Nature
Shame covers the broad spectrum of painful affects, including the the emotional consequences embarrassment, humiliation, mortification and disgrace, that accompany the feeling of being rejected, ridiculed, exposed, or of losing the respect of others. Shame results when people receive negative messages -- either internally or from others, leading them to believe they are a bad or defective person who is helpless to change that deficit. Physical sickness (eg queasiness) and feelings of helplessness and powerlessness often accompany shame. Through the link with stress, shame may impact the human immune system and play a part in the disease process.
Incidence
Researchers at the University of California, Los Angeles (UCLA) demonstrated the vicious cycle of shame and illness by enrolling a group of graduate students into a study to examine how their opinions of themselves affect their immune systems. They asked students to write about traumatic or emotional experiences for which they blamed themselves; others were asked to write about experiences that didn't evoke any guilt or shame.
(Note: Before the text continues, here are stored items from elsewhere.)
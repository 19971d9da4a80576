//! Sequential batch execution with inter-request pacing.

use std::future::Future;
use std::time::Duration;

use tracing::info;

use crate::batch::chunker::{Chunks, DEFAULT_STEP};
use crate::types::Payload;
use crate::Result;

/// Outcome of one batch request.
#[derive(Debug, Clone, PartialEq)]
pub struct BatchPayload {
    /// Whether the response was served from the response cache.
    pub from_cache: bool,
    pub payload: Payload,
}

/// Drives a per-chunk request function over a chunked input, strictly one
/// request at a time, in input order.
///
/// The upstream service enforces undocumented rate limits, so a fixed delay
/// is inserted between successive requests (never after the last, and not
/// after a cache hit). This is unconditional pacing, not error-driven retry;
/// request failures propagate immediately.
#[derive(Debug, Clone)]
pub struct BatchRunner {
    pub step: usize,
    pub delay: Duration,
    pub verbose: bool,
}

impl Default for BatchRunner {
    fn default() -> Self {
        Self {
            step: DEFAULT_STEP,
            delay: Duration::from_secs(1),
            verbose: true,
        }
    }
}

impl BatchRunner {
    pub fn new(step: usize, delay: Duration, verbose: bool) -> Self {
        Self {
            step,
            delay,
            verbose,
        }
    }

    /// Execute `exec` once per chunk of `items`, collecting one payload per
    /// chunk in order.
    ///
    /// Progress is reported through `tracing` as the 1-based index range of
    /// each chunk, with completion annotated when served from cache.
    /// Single-chunk inputs suppress progress reporting.
    pub async fn run<T, F, Fut>(&self, items: &[T], mut exec: F) -> Result<Vec<BatchPayload>>
    where
        T: Clone,
        F: FnMut(Vec<T>) -> Fut,
        Fut: Future<Output = Result<BatchPayload>>,
    {
        let chunks = Chunks::new(items, self.step)?;
        let verbose = self.verbose && items.len() > chunks.effective_step();
        let total = items.len();
        let mut out = Vec::with_capacity(chunks.chunk_count());
        let mut start = 1usize;
        for (chunk, cnt) in chunks {
            if verbose {
                info!("querying {}-{}...", start, cnt);
            }
            let result = exec(chunk.to_vec()).await?;
            if verbose {
                if result.from_cache {
                    info!("done. (from cache)");
                } else {
                    info!("done.");
                }
            }
            let from_cache = result.from_cache;
            out.push(result);
            // Pacing applies between chunks only, and never after a cache hit.
            if cnt < total && !self.delay.is_zero() && !from_cache {
                tokio::time::sleep(self.delay).await;
            }
            start = cnt + 1;
        }
        Ok(out)
    }
}

#[cfg(test)]
mod tests {
    use super::*;
    use serde_json::json;
    use std::sync::atomic::{AtomicUsize, Ordering};
    use std::sync::Arc;

    fn payload(n: usize) -> BatchPayload {
        BatchPayload {
            from_cache: false,
            payload: Payload::Json(json!(n)),
        }
    }

    #[tokio::test]
    async fn test_single_chunk_issues_one_call() {
        let runner = BatchRunner::new(1000, Duration::ZERO, true);
        let calls = Arc::new(AtomicUsize::new(0));
        let counter = Arc::clone(&calls);
        let items = vec!["1017".to_string(), "695".to_string()];
        let out = runner
            .run(&items, |chunk| {
                let n = counter.fetch_add(1, Ordering::SeqCst);
                assert_eq!(chunk, vec!["1017".to_string(), "695".to_string()]);
                async move { Ok(payload(n)) }
            })
            .await
            .unwrap();
        assert_eq!(calls.load(Ordering::SeqCst), 1);
        assert_eq!(out.len(), 1);
    }

    #[tokio::test]
    async fn test_chunk_sizes_and_order() {
        let runner = BatchRunner::new(1000, Duration::ZERO, false);
        let items: Vec<String> = (0..2500).map(|i| i.to_string()).collect();
        let sizes = Arc::new(std::sync::Mutex::new(Vec::new()));
        let sink = Arc::clone(&sizes);
        let out = runner
            .run(&items, |chunk| {
                let mut sizes = sink.lock().unwrap();
                sizes.push(chunk.len());
                let n = sizes.len();
                async move { Ok(payload(n)) }
            })
            .await
            .unwrap();
        assert_eq!(*sizes.lock().unwrap(), vec![1000, 1000, 500]);
        let order: Vec<_> = out
            .into_iter()
            .map(|p| match p.payload {
                Payload::Json(v) => v.as_u64().unwrap(),
                Payload::Text(_) => unreachable!(),
            })
            .collect();
        assert_eq!(order, vec![1, 2, 3]);
    }

    #[tokio::test(start_paused = true)]
    async fn test_delay_between_chunks_but_not_after_last() {
        let runner = BatchRunner::new(10, Duration::from_secs(1), false);
        let items: Vec<String> = (0..25).map(|i| i.to_string()).collect();
        let begin = tokio::time::Instant::now();
        runner
            .run(&items, |_chunk| async move { Ok(payload(0)) })
            .await
            .unwrap();
        // 3 chunks, 2 inter-chunk delays.
        assert_eq!(begin.elapsed(), Duration::from_secs(2));
    }

    #[tokio::test(start_paused = true)]
    async fn test_cache_hits_skip_pacing() {
        let runner = BatchRunner::new(10, Duration::from_secs(1), false);
        let items: Vec<String> = (0..30).map(|i| i.to_string()).collect();
        let begin = tokio::time::Instant::now();
        runner
            .run(&items, |_chunk| async move {
                Ok(BatchPayload {
                    from_cache: true,
                    payload: Payload::Json(json!([])),
                })
            })
            .await
            .unwrap();
        assert_eq!(begin.elapsed(), Duration::ZERO);
    }

    #[tokio::test]
    async fn test_errors_propagate_immediately() {
        let runner = BatchRunner::new(1, Duration::ZERO, false);
        let calls = Arc::new(AtomicUsize::new(0));
        let counter = Arc::clone(&calls);
        let items: Vec<String> = (0..5).map(|i| i.to_string()).collect();
        let err = runner
            .run(&items, |_chunk| {
                let n = counter.fetch_add(1, Ordering::SeqCst);
                async move {
                    if n == 1 {
                        Err(crate::Error::remote(500, "boom"))
                    } else {
                        Ok(payload(n))
                    }
                }
            })
            .await
            .unwrap_err();
        assert!(err.is_status(500));
        assert_eq!(calls.load(Ordering::SeqCst), 2);
    }
}
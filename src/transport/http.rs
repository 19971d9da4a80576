use std::sync::Arc;
use std::time::Duration;

use reqwest::Method;
use serde::{Deserialize, Serialize};
use serde_json::Value;
use uuid::Uuid;

use crate::batch::BatchPayload;
use crate::cache::{CacheManager, RequestSignature};
use crate::params::Params;
use crate::types::Payload;
use crate::{Error, Result};

/// Whether a request may be answered from (and recorded into) the response
/// cache. Scroll continuation requests always bypass it.
#[derive(Debug, Clone, Copy, PartialEq, Eq)]
pub enum CachePolicy {
    Use,
    Bypass,
}

/// How to interpret the response body.
#[derive(Debug, Clone, Copy, PartialEq, Eq)]
pub enum Decode {
    Json,
    Text,
}

/// One executed service request.
#[derive(Debug, Clone, PartialEq)]
pub struct ServiceResponse {
    pub from_cache: bool,
    pub status: u16,
    pub body: Payload,
}

impl ServiceResponse {
    /// The decoded JSON body; fails if the request asked for raw text.
    pub fn into_json(self) -> Result<Value> {
        match self.body {
            Payload::Json(value) => Ok(value),
            Payload::Text(_) => Err(Error::invalid_argument(
                "expected a decoded JSON body, got raw text",
            )),
        }
    }
}

impl From<ServiceResponse> for BatchPayload {
    fn from(response: ServiceResponse) -> Self {
        BatchPayload {
            from_cache: response.from_cache,
            payload: response.body,
        }
    }
}

// The cached value: status plus verbatim body text, decoded on the way out.
#[derive(Debug, Serialize, Deserialize)]
struct CachedResponse {
    status: u16,
    body: String,
}

/// Blocking-point HTTP execution for the client.
///
/// Owns the connection pool, the optional response cache, and strict status
/// checking. Every public operation funnels through [`HttpTransport::get`]
/// or [`HttpTransport::post`]; there is no retry logic at this layer.
pub struct HttpTransport {
    client: reqwest::Client,
    base_url: String,
    cache: Option<Arc<CacheManager>>,
    strict_status: bool,
}

impl std::fmt::Debug for HttpTransport {
    fn fmt(&self, f: &mut std::fmt::Formatter<'_>) -> std::fmt::Result {
        f.debug_struct("HttpTransport")
            .field("base_url", &self.base_url)
            .field("cache", &self.cache.is_some())
            .field("strict_status", &self.strict_status)
            .finish()
    }
}

impl HttpTransport {
    pub fn new(
        base_url: &str,
        timeout: Duration,
        cache: Option<Arc<CacheManager>>,
        strict_status: bool,
    ) -> Result<Self> {
        let base = url::Url::parse(base_url)
            .map_err(|e| Error::configuration(format!("invalid base url {:?}: {}", base_url, e)))?;
        let client = reqwest::Client::builder()
            .timeout(timeout)
            .pool_max_idle_per_host(8)
            .user_agent(format!(
                "{}/{}",
                env!("CARGO_PKG_NAME"),
                env!("CARGO_PKG_VERSION")
            ))
            .build()
            .map_err(|e| Error::Transport(TransportError::Other(e.to_string())))?;
        Ok(Self {
            client,
            base_url: base.as_str().trim_end_matches('/').to_string(),
            cache,
            strict_status,
        })
    }

    pub fn cache(&self) -> Option<&Arc<CacheManager>> {
        self.cache.as_ref()
    }

    pub async fn get(
        &self,
        path: &str,
        params: &Params,
        decode: Decode,
        policy: CachePolicy,
    ) -> Result<ServiceResponse> {
        self.execute(Method::GET, path, params, decode, policy).await
    }

    pub async fn post(
        &self,
        path: &str,
        params: &Params,
        decode: Decode,
        policy: CachePolicy,
    ) -> Result<ServiceResponse> {
        self.execute(Method::POST, path, params, decode, policy)
            .await
    }

    async fn execute(
        &self,
        method: Method,
        path: &str,
        params: &Params,
        decode: Decode,
        policy: CachePolicy,
    ) -> Result<ServiceResponse> {
        let key = RequestSignature::new(method.as_str(), path, params).key();
        if let (CachePolicy::Use, Some(cache)) = (policy, &self.cache) {
            if cache.enabled() {
                if let Some(cached) = cache.get::<CachedResponse>(&key).await? {
                    return finish(cached.status, cached.body, true, decode);
                }
            }
        }

        let url = format!("{}{}", self.base_url, path);
        let request = if method == Method::POST {
            self.client.post(&url).form(params.pairs())
        } else {
            self.client.get(&url).query(params.pairs())
        };
        let response = request
            .header("x-request-id", Uuid::new_v4().to_string())
            .send()
            .await
            .map_err(TransportError::Http)?;

        let status = response.status().as_u16();
        let text = response.text().await.map_err(TransportError::Http)?;

        if self.strict_status && !(200..300).contains(&status) {
            return Err(Error::remote(status, remote_message(&text)));
        }

        if let (CachePolicy::Use, Some(cache)) = (policy, &self.cache) {
            if cache.enabled() && (200..300).contains(&status) {
                cache
                    .put(
                        &key,
                        &CachedResponse {
                            status,
                            body: text.clone(),
                        },
                    )
                    .await?;
            }
        }

        finish(status, text, false, decode)
    }
}

fn finish(status: u16, text: String, from_cache: bool, decode: Decode) -> Result<ServiceResponse> {
    let body = match decode {
        Decode::Text => Payload::Text(text),
        Decode::Json => Payload::Json(serde_json::from_str(&text)?),
    };
    Ok(ServiceResponse {
        from_cache,
        status,
        body,
    })
}

// Pull the service's own error message out of an error body when it has
// one; otherwise fall back to a truncated body excerpt.
fn remote_message(text: &str) -> String {
    if let Ok(value) = serde_json::from_str::<Value>(text) {
        if let Some(message) = value.get("error").and_then(Value::as_str) {
            return message.to_string();
        }
    }
    let excerpt: String = text.chars().take(200).collect();
    if excerpt.is_empty() {
        "request failed".to_string()
    } else {
        excerpt
    }
}

#[derive(Debug, thiserror::Error)]
pub enum TransportError {
    #[error("HTTP error: {0}")]
    Http(#[from] reqwest::Error),

    #[error("Transport error: {0}")]
    Other(String),
}
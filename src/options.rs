//! Per-call configuration.
//!
//! Every recognized option is an explicit struct field with a default; there
//! is no open-ended keyword map. Raw-passthrough and tabular conversion are
//! separate typed methods on the client rather than flags, since they change
//! the return type.

use crate::types::Terms;

/// Field selection for an operation.
#[derive(Debug, Clone, PartialEq, Eq, Default)]
pub enum Fields {
    /// The operation's default field set.
    #[default]
    Default,
    /// The `all` sentinel: every available field.
    All,
    /// An explicit ordered field list.
    List(Vec<String>),
}

impl Fields {
    /// Render as a wire value; `Default` resolves to the operation default
    /// (or nothing, when the service default applies).
    pub(crate) fn resolve(&self, operation_default: Option<&str>) -> Option<String> {
        match self {
            Fields::Default => operation_default.map(str::to_string),
            Fields::All => Some("all".to_string()),
            Fields::List(items) => Some(items.join(",")),
        }
    }
}

impl From<&str> for Fields {
    fn from(s: &str) -> Self {
        if s.trim().eq_ignore_ascii_case("all") {
            Fields::All
        } else {
            Fields::List(Terms::from(s).normalize())
        }
    }
}

impl From<Vec<&str>> for Fields {
    fn from(items: Vec<&str>) -> Self {
        Fields::List(items.into_iter().map(str::to_string).collect())
    }
}

impl From<Vec<String>> for Fields {
    fn from(items: Vec<String>) -> Self {
        Fields::List(items)
    }
}

/// Options for single and batch annotation lookups.
#[derive(Debug, Clone)]
pub struct GeneOptions {
    pub fields: Fields,
    pub species: Option<String>,
    pub email: Option<String>,
    pub entrezonly: Option<bool>,
    pub verbose: bool,
}

impl Default for GeneOptions {
    fn default() -> Self {
        Self {
            fields: Fields::Default,
            species: None,
            email: None,
            entrezonly: None,
            verbose: true,
        }
    }
}

impl GeneOptions {
    pub fn new() -> Self {
        Self::default()
    }

    pub fn fields(mut self, fields: impl Into<Fields>) -> Self {
        self.fields = fields.into();
        self
    }

    /// Back-compatible alias for [`GeneOptions::fields`].
    pub fn filter(self, fields: impl Into<Fields>) -> Self {
        self.fields(fields)
    }

    pub fn species(mut self, species: impl Into<String>) -> Self {
        self.species = Some(species.into());
        self
    }

    pub fn email(mut self, email: impl Into<String>) -> Self {
        self.email = Some(email.into());
        self
    }

    pub fn entrezonly(mut self, entrezonly: bool) -> Self {
        self.entrezonly = Some(entrezonly);
        self
    }

    pub fn verbose(mut self, verbose: bool) -> Self {
        self.verbose = verbose;
        self
    }
}

/// Options for free-text queries.
#[derive(Debug, Clone)]
pub struct QueryOptions {
    pub fields: Fields,
    pub species: Option<String>,
    pub size: Option<u32>,
    pub skip: Option<u32>,
    /// Sort field, passed through verbatim; prefix with `-` for descending.
    pub sort: Option<String>,
    pub entrezonly: Option<bool>,
    pub email: Option<String>,
    pub verbose: bool,
}

impl Default for QueryOptions {
    fn default() -> Self {
        Self {
            fields: Fields::Default,
            species: None,
            size: None,
            skip: None,
            sort: None,
            entrezonly: None,
            email: None,
            verbose: true,
        }
    }
}

impl QueryOptions {
    pub fn new() -> Self {
        Self::default()
    }

    pub fn fields(mut self, fields: impl Into<Fields>) -> Self {
        self.fields = fields.into();
        self
    }

    /// Back-compatible alias for [`QueryOptions::fields`].
    pub fn filter(self, fields: impl Into<Fields>) -> Self {
        self.fields(fields)
    }

    pub fn species(mut self, species: impl Into<String>) -> Self {
        self.species = Some(species.into());
        self
    }

    pub fn size(mut self, size: u32) -> Self {
        self.size = Some(size);
        self
    }

    pub fn skip(mut self, skip: u32) -> Self {
        self.skip = Some(skip);
        self
    }

    pub fn sort(mut self, sort: impl Into<String>) -> Self {
        self.sort = Some(sort.into());
        self
    }

    pub fn entrezonly(mut self, entrezonly: bool) -> Self {
        self.entrezonly = Some(entrezonly);
        self
    }

    pub fn email(mut self, email: impl Into<String>) -> Self {
        self.email = Some(email.into());
        self
    }

    pub fn verbose(mut self, verbose: bool) -> Self {
        self.verbose = verbose;
        self
    }
}

/// Options for batch-term lookups (id-mapping).
#[derive(Debug, Clone)]
pub struct QueryManyOptions {
    /// Identifier namespaces to search, comma-joined on the wire.
    pub scopes: Option<String>,
    pub fields: Fields,
    pub species: Option<String>,
    pub entrezonly: Option<bool>,
    pub email: Option<String>,
    pub verbose: bool,
}

impl Default for QueryManyOptions {
    fn default() -> Self {
        Self {
            scopes: None,
            fields: Fields::Default,
            species: None,
            entrezonly: None,
            email: None,
            verbose: true,
        }
    }
}

impl QueryManyOptions {
    pub fn new() -> Self {
        Self::default()
    }

    /// Name the identifier namespaces searched, as a delimited string or a
    /// collection.
    pub fn scopes(mut self, scopes: impl Into<Terms>) -> Self {
        self.scopes = Some(scopes.into().normalize().join(","));
        self
    }

    /// Back-compatible alias for [`QueryManyOptions::scopes`].
    pub fn scope(self, scopes: impl Into<Terms>) -> Self {
        self.scopes(scopes)
    }

    pub fn fields(mut self, fields: impl Into<Fields>) -> Self {
        self.fields = fields.into();
        self
    }

    /// Back-compatible alias for [`QueryManyOptions::fields`].
    pub fn filter(self, fields: impl Into<Fields>) -> Self {
        self.fields(fields)
    }

    pub fn species(mut self, species: impl Into<String>) -> Self {
        self.species = Some(species.into());
        self
    }

    pub fn entrezonly(mut self, entrezonly: bool) -> Self {
        self.entrezonly = Some(entrezonly);
        self
    }

    pub fn email(mut self, email: impl Into<String>) -> Self {
        self.email = Some(email.into());
        self
    }

    pub fn verbose(mut self, verbose: bool) -> Self {
        self.verbose = verbose;
        self
    }
}

#[cfg(test)]
mod tests {
    use super::*;

    #[test]
    fn test_fields_resolution() {
        assert_eq!(Fields::Default.resolve(None), None);
        assert_eq!(
            Fields::Default.resolve(Some("symbol,name")),
            Some("symbol,name".to_string())
        );
        assert_eq!(Fields::All.resolve(Some("symbol")), Some("all".to_string()));
        assert_eq!(
            Fields::from("name, symbol").resolve(None),
            Some("name,symbol".to_string())
        );
        assert_eq!(Fields::from("ALL"), Fields::All);
    }

    #[test]
    fn test_scopes_accepts_string_or_list() {
        let from_str = QueryManyOptions::new().scopes("entrezgene,symbol");
        let from_list = QueryManyOptions::new().scopes(vec!["entrezgene", "symbol"]);
        assert_eq!(from_str.scopes, from_list.scopes);
        assert_eq!(from_str.scopes.as_deref(), Some("entrezgene,symbol"));
    }

    #[test]
    fn test_aliases_match_primary_setters() {
        let a = QueryManyOptions::new().scope("entrezgene");
        let b = QueryManyOptions::new().scopes("entrezgene");
        assert_eq!(a.scopes, b.scopes);

        let c = GeneOptions::new().filter("symbol,name");
        let d = GeneOptions::new().fields("symbol,name");
        assert_eq!(c.fields, d.fields);
    }
}
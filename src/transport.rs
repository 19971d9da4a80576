//! Blocking-point HTTP execution over `reqwest`.

mod http;

pub use http::{CachePolicy, Decode, HttpTransport, ServiceResponse, TransportError};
Participants who wrote about neutral experiences and those who felt guilt over their experience showed no measurable physical changes that might make them ill. However, the students who felt shame for the incidents they wrote about showed an increase in cytokine activity, as measured by blood tests. (Cytokines are chemicals that signal inflammation, indicating that a disease process may be in progress.) The people who felt the most shame had the highest elevation of cytokine activity.